For GA3, IAA, and ABA extraction, approximately 1 g of ovaries and sepals was weighed and extracted with methanol at 4 °C for 12 h. Each mix was centrifuged for 30 min at 6000 rpm, and the supernatants were then stored at 4 °C. Each precipitate was also extracted with methanol twice. Petroleum ether was added to adsorb phenolics and pigments from the resulting supernatants. Final clean-up of the extract was conducted by extracting with ethyl acetate at pH 3.0, adjusted with formic acid. Finally, the extracts were centrifuged and evaporated, and then HPLC analysis was conducted on the dried samples. Separation of phytohormones (GA3, IAA and ABA) was performed using a ZORBAX Eclipse Plus C18 column (250 mm × 4.6 mm, 5 μm). The mobile phase of GA3 was (A) acetomitrile; and (B) water (with 0.1% (v/v) formic acid), at a flow rate of 1 mL min⁻¹. The mobile phase of IAA was (A) methanol; and (B) water (with 0.1% (v/v) formic acid), at a flow rate of 0.8 mL min⁻¹. The mobile phase of ABA was (A) acetomitrile; and (B) water (with 1.8% (v/v) acetic acid), at a flow rate of 1 mL min⁻¹.

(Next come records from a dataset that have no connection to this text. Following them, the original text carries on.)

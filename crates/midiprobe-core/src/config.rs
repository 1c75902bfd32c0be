//! Decoder and classifier configuration.
//!
//! The core only reads these values. Persisting them is up to the caller,
//! which is why the struct derives `Serialize`/`Deserialize`.

use serde::{Deserialize, Serialize};

/// Default System Exclusive payload cap (1 MiB).
pub const DEFAULT_SYSEX_MAX_PAYLOAD: usize = 1024 * 1024;

/// What to do with an EOX byte that arrives outside System Exclusive.
#[derive(Debug, Clone, Copy, Default, PartialEq, Eq, Hash, Serialize, Deserialize)]
pub enum EoxPolicy {
    /// Report [`DecodeError::UnmatchedEox`](crate::DecodeError::UnmatchedEox) only.
    #[default]
    Report,
    /// Report the error, then also emit an empty terminated System Exclusive.
    EmptySysEx,
}

#[derive(Debug, Clone, Copy, PartialEq, Eq, Hash, Serialize, Deserialize)]
#[serde(default)]
pub struct Config {
    /// Label Note On with velocity 0 as Note Off.
    pub velocity_zero_is_note_off: bool,
    /// Use the RP-023 names for CC 91 and CC 93.
    pub cc91_93_renamed: bool,
    pub sysex_max_payload_bytes: usize,
    pub unmatched_eox: EoxPolicy,
}

impl Default for Config {
    fn default() -> Self {
        Self {
            velocity_zero_is_note_off: true,
            cc91_93_renamed: false,
            sysex_max_payload_bytes: DEFAULT_SYSEX_MAX_PAYLOAD,
            unmatched_eox: EoxPolicy::Report,
        }
    }
}

impl Config {
    pub fn new() -> Self {
        Self::default()
    }

    pub fn velocity_zero_is_note_off(mut self, enabled: bool) -> Self {
        self.velocity_zero_is_note_off = enabled;
        self
    }

    pub fn cc91_93_renamed(mut self, enabled: bool) -> Self {
        self.cc91_93_renamed = enabled;
        self
    }

    pub fn sysex_max_payload_bytes(mut self, limit: usize) -> Self {
        self.sysex_max_payload_bytes = limit;
        self
    }

    pub fn unmatched_eox(mut self, policy: EoxPolicy) -> Self {
        self.unmatched_eox = policy;
        self
    }
}
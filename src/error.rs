//! Centralized error type for the midiprobe umbrella crate.
//!
//! Wraps all subsystem errors so `?` propagates naturally across crate boundaries.

use thiserror::Error;

#[derive(Error, Debug)]
pub enum Error {
    #[error("Decode: {0}")]
    Decode(#[from] midiprobe_core::DecodeError),

    #[error("Encode: {0}")]
    Encode(#[from] midiprobe_core::EncodeError),

    #[cfg(feature = "io")]
    #[error("Stream: {0}")]
    Io(#[from] midiprobe_io::Error),
}

pub type Result<T> = std::result::Result<T, Error>;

4.7. RNA Extraction and Gene Expression Analysis

The total RNA from pear tissues was extracted using the Plant RNA Extraction Mini Kit (NovaBio, Shanghai, China), according to the manufacturer’s instructions. All RNA were analyzed by agrose gel electrophoresis and then quantified with a Thermo Nano Drop 2000 spectrophotometer. Then, these RNAs were reverse transcribed into first-strand cDNA, following the manufacturer’s procedure for the HyperScriptTM III RT SuperMix for the qPCR with the gDNA Remover Kit (TNovaBio, Shanghai, China). The qRT-PCR primers were designed by Primer3Plus website (http://www.primer3plus.com/cgi-bin/dev/primer3plus.cgi) and are shown in Supplementary Table S6. The quantitative RT-PCR was carried out with the Bio-Rad CFX96 Real Time PCR System. The reaction program was set as follows: 95 °C for 30 s, followed by 42 cycles of 95 °C for 10 s and 60 °C for 30 s. The actin gene was used as the internal reference gene, and each sample was repeated 3 times. The data from real-time PCR amplification was analyzed using the 2^−△△Ct method [48].

4.8. Statistical Analysis

Figures were drawn using ORIGIN 2020 (Microcal Software, Inc., Northampton, MA, USA). Significant difference analyses (p < 0.05) were carried out using one-way ANOVA with Duncan’s test (SPSS 19.0, SPSS Inc., Chicago, IL, USA).

5. Conclusions

In our study, we identified a total of 19 NCED genes in the pear genome and analyzed their gene structure, structural domains, and conserved motifs. The phylogenetic tree showed that pear NCED genes could be divided into five subgroups. Chromosomal localization and covariance analysis showed that the 19 NCEDs were randomly distributed on 14 scaffolds and had undergone strong purifying selection during evolution. The PbNCED genes may have been shown to participate in the regulation of abscission and the persistent calyx after spraying PP₃₃₃ or GA₃, thus increasing ABA synthesis and carotenoid accumulation (Figure 10). Our findings supply a better understanding of the important genes and regulation pathways related to calyx abscission in ‘Kuerle Xiangli’.